Impact on Indian Markets

Back home in India, Nifty 50 and Sensex are set to mirror the global carnage. The GIFT Nifty is trading nearly 900 points lower, signaling a sharply negative opening. The Indian markets had already faced a tough week, with the Nifty 50 and Sensex closing lower by 2.6% each the previous week. The Nifty 50 ended at the 22,904 level, having broken below the 23,000 mark due to the global sell-off ignited by Trump’s tariff announcements.

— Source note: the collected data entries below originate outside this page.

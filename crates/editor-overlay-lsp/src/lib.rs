#![warn(missing_docs)]
//! `editor-overlay-lsp` - LSP diagnostics ingestion for `editor-overlay`.
//!
//! This crate turns `textDocument/publishDiagnostics` notifications into
//! [`editor_overlay::Diagnostic`] records and writes them into an
//! [`editor_overlay::DiagnosticsIndex`]. It does not spawn or talk to language servers; the host
//! forwards the JSON-RPC messages it already receives.
//!
//! ```rust
//! use editor_overlay::{DiagnosticsIndex, EventBus};
//! use editor_overlay_lsp::LspDiagnosticsIngest;
//! use serde_json::json;
//! use std::sync::Arc;
//!
//! let index = Arc::new(DiagnosticsIndex::new(Arc::new(EventBus::new())));
//! let ingest = LspDiagnosticsIngest::new(Arc::clone(&index));
//!
//! let applied = ingest
//!     .handle_notification(
//!         "textDocument/publishDiagnostics",
//!         &json!({
//!             "uri": "file:///src/main.rs",
//!             "diagnostics": [{
//!                 "range": {
//!                     "start": { "line": 0, "character": 4 },
//!                     "end": { "line": 0, "character": 8 }
//!                 },
//!                 "message": "unused variable"
//!             }]
//!         }),
//!     )
//!     .unwrap();
//!
//! assert!(applied);
//! assert_eq!(index.diagnostics_for_file("/src/main.rs")[0].start_line, 1);
//! ```

pub mod ingest;
pub mod lsp_uri;
pub mod publish;

pub use ingest::LspDiagnosticsIngest;
pub use lsp_uri::{file_uri_to_path, percent_decode_path, uri_to_path_key};
pub use publish::{
    LspIngestError, PUBLISH_DIAGNOSTICS_METHOD, PublishDiagnostics, parse_publish_diagnostics,
};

As seen from the past week, the Nifty 50 and Sensex are under pressure, primarily due to the global fears of a trade war. This trade war could disrupt economic growth, hurt consumer confidence, and impact corporate earnings. The Nifty Midcap 100 and Nifty Smallcap 100 indices have also experienced significant selling, with declines of 2% and 2.6%, respectively. Among various sectors, the IT sector has been the worst performer, plummeting by 9% as investors are worried about reduced IT spending, especially from the U.S. The Nifty Metal index also witnessed a sharp decline, falling by 7.5%, as global trade disruptions could severely impact business activities.

Technical Analysis: Nifty 50 Faces Bearish Sentiment

From a technical perspective, Nifty 50 has broken down from its recent consolidation zone, turning previously supportive levels into resistance. This suggests a shift toward a bearish trend, and the index is now trading below its 20-day exponential moving average (EMA), confirming a shift towards negative sentiment. Traders will now focus on the 22,800–22,700 support zone, which could serve as the immediate floor for the index, based on historical price action.

“Given the current global market conditions and the bearish outlook on the technical charts, the Nifty 50 is likely to test the 22,700–22,800 range soon. The lack of buying momentum and the volatile global environment are major factors pushing the index lower,” says Dhupesh Dhameja, Derivatives Research Analyst at SAMCO Securities.

What to Expect in the Coming Days

Looking ahead, Nifty 50 investors will be keeping a close eye on the upcoming RBI policy meeting and the potential for an interest rate cut, which could provide some relief to the domestic economy. Additionally, the markets will remain vigilant about any possible developments in the ongoing trade dispute between the U.S. and other global powers. Furthermore, the start of the Q4 earnings season will play a crucial role in determining the broader direction of the markets in the coming weeks.

Broader Market Outlook

The broader market outlook remains weak, with rising fears of a slowdown in economic activity both in the U.S. and globally. Nifty 50 and Sensex will likely struggle to find strong upward momentum unless there is positive news related to global trade relations or strong domestic economic indicators.

Investors are advised to keep an eye on key economic data and earnings reports, as they could offer clues as to how the markets will behave in the short term. With global uncertainty surrounding trade policies, inflation concerns, and geopolitical tensions, the outlook remains cautious for Indian equities.

Bearish Sentiment Prevails

As global markets continue to grapple with economic uncertainty and the ramifications of President Trump’s trade policies, Indian markets are following the downward trend. The Nifty 50 and Sensex are expected to open lower on April 7, 2025, driven by the global sell-off and fears of a global recession. While the Indian markets face challenges, investors will keep a close watch on the RBI policy decisions and the potential for a rate cut to provide some support to the economy.